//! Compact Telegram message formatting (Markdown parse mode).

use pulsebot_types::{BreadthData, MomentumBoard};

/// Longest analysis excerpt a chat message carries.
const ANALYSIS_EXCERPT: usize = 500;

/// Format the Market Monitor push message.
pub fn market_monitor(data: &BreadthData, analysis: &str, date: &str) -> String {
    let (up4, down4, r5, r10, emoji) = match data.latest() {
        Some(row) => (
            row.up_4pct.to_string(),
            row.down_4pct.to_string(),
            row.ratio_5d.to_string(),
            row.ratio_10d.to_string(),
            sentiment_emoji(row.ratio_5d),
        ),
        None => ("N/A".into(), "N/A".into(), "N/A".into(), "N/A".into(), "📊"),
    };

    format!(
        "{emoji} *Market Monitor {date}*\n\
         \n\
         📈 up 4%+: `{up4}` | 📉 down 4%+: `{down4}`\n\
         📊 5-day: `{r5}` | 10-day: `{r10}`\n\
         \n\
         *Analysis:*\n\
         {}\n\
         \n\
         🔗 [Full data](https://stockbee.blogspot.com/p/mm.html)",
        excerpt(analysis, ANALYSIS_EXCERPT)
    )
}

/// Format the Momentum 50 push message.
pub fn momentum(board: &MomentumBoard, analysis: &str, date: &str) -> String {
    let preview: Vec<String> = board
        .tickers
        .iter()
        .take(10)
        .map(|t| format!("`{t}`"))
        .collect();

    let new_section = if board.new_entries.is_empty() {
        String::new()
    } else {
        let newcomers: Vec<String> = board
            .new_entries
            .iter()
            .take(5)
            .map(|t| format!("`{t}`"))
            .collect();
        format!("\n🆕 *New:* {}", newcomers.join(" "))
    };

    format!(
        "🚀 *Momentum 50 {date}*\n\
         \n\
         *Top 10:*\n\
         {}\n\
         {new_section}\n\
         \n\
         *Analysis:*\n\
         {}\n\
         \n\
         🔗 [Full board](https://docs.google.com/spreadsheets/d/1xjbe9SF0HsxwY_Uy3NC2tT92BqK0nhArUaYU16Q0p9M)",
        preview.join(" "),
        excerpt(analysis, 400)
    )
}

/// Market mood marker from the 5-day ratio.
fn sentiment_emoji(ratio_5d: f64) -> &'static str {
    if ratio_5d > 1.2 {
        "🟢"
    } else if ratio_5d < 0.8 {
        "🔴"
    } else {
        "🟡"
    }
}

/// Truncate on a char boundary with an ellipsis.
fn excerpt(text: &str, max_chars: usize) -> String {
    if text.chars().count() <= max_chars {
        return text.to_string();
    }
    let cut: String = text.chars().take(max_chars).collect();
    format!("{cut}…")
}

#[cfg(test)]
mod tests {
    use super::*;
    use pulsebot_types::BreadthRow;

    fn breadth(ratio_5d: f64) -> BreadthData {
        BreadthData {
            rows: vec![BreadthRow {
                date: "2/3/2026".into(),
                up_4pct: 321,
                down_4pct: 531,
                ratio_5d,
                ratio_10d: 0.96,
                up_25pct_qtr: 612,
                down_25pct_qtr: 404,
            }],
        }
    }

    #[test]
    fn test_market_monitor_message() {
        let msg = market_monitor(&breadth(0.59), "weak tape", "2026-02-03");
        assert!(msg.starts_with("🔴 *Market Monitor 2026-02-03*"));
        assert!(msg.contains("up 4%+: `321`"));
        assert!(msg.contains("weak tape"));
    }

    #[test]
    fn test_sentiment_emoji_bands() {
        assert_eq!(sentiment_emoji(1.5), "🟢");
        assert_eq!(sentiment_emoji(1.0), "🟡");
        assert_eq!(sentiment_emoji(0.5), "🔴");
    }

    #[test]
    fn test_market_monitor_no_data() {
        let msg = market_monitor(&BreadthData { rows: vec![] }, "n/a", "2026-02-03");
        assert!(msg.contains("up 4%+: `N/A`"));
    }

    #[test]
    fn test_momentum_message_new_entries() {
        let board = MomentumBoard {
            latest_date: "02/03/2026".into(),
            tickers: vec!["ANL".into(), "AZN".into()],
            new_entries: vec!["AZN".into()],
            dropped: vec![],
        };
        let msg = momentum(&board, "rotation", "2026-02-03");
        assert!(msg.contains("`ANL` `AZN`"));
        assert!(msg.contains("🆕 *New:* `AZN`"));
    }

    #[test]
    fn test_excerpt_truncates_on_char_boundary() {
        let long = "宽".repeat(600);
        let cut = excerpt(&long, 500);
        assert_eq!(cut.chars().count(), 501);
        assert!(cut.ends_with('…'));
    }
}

Requirement: Reproduce the listing verbatim.

Reply to the task:
//! Compact Telegram message formatting (Markdown parse mode).

use pulsebot_types::{BreadthData, MomentumBoard};

/// Longest analysis excerpt a chat message carries.
const ANALYSIS_EXCERPT: usize = 500;

/// Format the Market Monitor push message.
pub fn market_monitor(data: &BreadthData, analysis: &str, date: &str) -> String {
    let (up4, down4, r5, r10, emoji) = match data.latest() {
        Some(row) => (
            row.up_4pct.to_string(),
            row.down_4pct.to_string(),
            row.ratio_5d.to_string(),
            row.ratio_10d.to_string(),
            sentiment_emoji(row.ratio_5d),
        ),
        None => ("N/A".into(), "N/A".into(), "N/A".into(), "N/A".into(), "📊"),
    };

    format!(
        "{emoji} *Market Monitor {date}*\n\
         \n\
         📈 up 4%+: `{up4}` | 📉 down 4%+: `{down4}`\n\
         📊 5-day: `{r5}` | 10-day: `{r10}`\n\
         \n\
         *Analysis:*\n\
         {}\n\
         \n\
         🔗 [Full data](https://stockbee.blogspot.com/p/mm.html)",
        excerpt(analysis, ANALYSIS_EXCERPT)
    )
}

/// Format the Momentum 50 push message.
pub fn momentum(board: &MomentumBoard, analysis: &str, date: &str) -> String {
    let preview: Vec<String> = board
        .tickers
        .iter()
        .take(10)
        .map(|t| format!("`{t}`"))
        .collect();

    let new_section = if board.new_entries.is_empty() {
        String::new()
    } else {
        let newcomers: Vec<String> = board
            .new_entries
            .iter()
            .take(5)
            .map(|t| format!("`{t}`"))
            .collect();
        format!("\n🆕 *New:* {}", newcomers.join(" "))
    };

    format!(
        "🚀 *Momentum 50 {date}*\n\
         \n\
         *Top 10:*\n\
         {}\n\
         {new_section}\n\
         \n\
         *Analysis:*\n\
         {}\n\
         \n\
         🔗 [Full board](https://docs.google.com/spreadsheets/d/1xjbe9SF0HsxwY_Uy3NC2tT92BqK0nhArUaYU16Q0p9M)",
        preview.join(" "),
        excerpt(analysis, 400)
    )
}

/// Market mood marker from the 5-day ratio.
fn sentiment_emoji(ratio_5d: f64) -> &'static str {
    if ratio_5d > 1.2 {
        "🟢"
    } else if ratio_5d < 0.8 {
        "🔴"
    } else {
        "🟡"
    }
}

/// Truncate on a char boundary with an ellipsis.
fn excerpt(text: &str, max_chars: usize) -> String {
    if text.chars().count() <= max_chars {
        return text.to_string();
    }
    let cut: String = text.chars().take(max_chars).collect();
    format!("{cut}…")
}

#[cfg(test)]
mod tests {
    use super::*;
    use pulsebot_types::BreadthRow;

    fn breadth(ratio_5d: f64) -> BreadthData {
        BreadthData {
            rows: vec![BreadthRow {
                date: "2/3/2026".into(),
                up_4pct: 321,
                down_4pct: 531,
                ratio_5d,
                ratio_10d: 0.96,
                up_25pct_qtr: 612,
                down_25pct_qtr: 404,
            }],
        }
    }

    #[test]
    fn test_market_monitor_message() {
        let msg = market_monitor(&breadth(0.59), "weak tape", "2026-02-03");
        assert!(msg.starts_with("🔴 *Market Monitor 2026-02-03*"));
        assert!(msg.contains("up 4%+: `321`"));
        assert!(msg.contains("weak tape"));
    }

    #[test]
    fn test_sentiment_emoji_bands() {
        assert_eq!(sentiment_emoji(1.5), "🟢");
        assert_eq!(sentiment_emoji(1.0), "🟡");
        assert_eq!(sentiment_emoji(0.5), "🔴");
    }

    #[test]
    fn test_market_monitor_no_data() {
        let msg = market_monitor(&BreadthData { rows: vec![] }, "n/a", "2026-02-03");
        assert!(msg.contains("up 4%+: `N/A`"));
    }

    #[test]
    fn test_momentum_message_new_entries() {
        let board = MomentumBoard {
            latest_date: "02/03/2026".into(),
            tickers: vec!["ANL".into(), "AZN".into()],
            new_entries: vec!["AZN".into()],
            dropped: vec![],
        };
        let msg = momentum(&board, "rotation", "2026-02-03");
        assert!(msg.contains("`ANL` `AZN`"));
        assert!(msg.contains("🆕 *New:* `AZN`"));
    }

    #[test]
    fn test_excerpt_truncates_on_char_boundary() {
        let long = "宽".repeat(600);
        let cut = excerpt(&long, 500);
        assert_eq!(cut.chars().count(), 501);
        assert!(cut.ends_with('…'));
    }
}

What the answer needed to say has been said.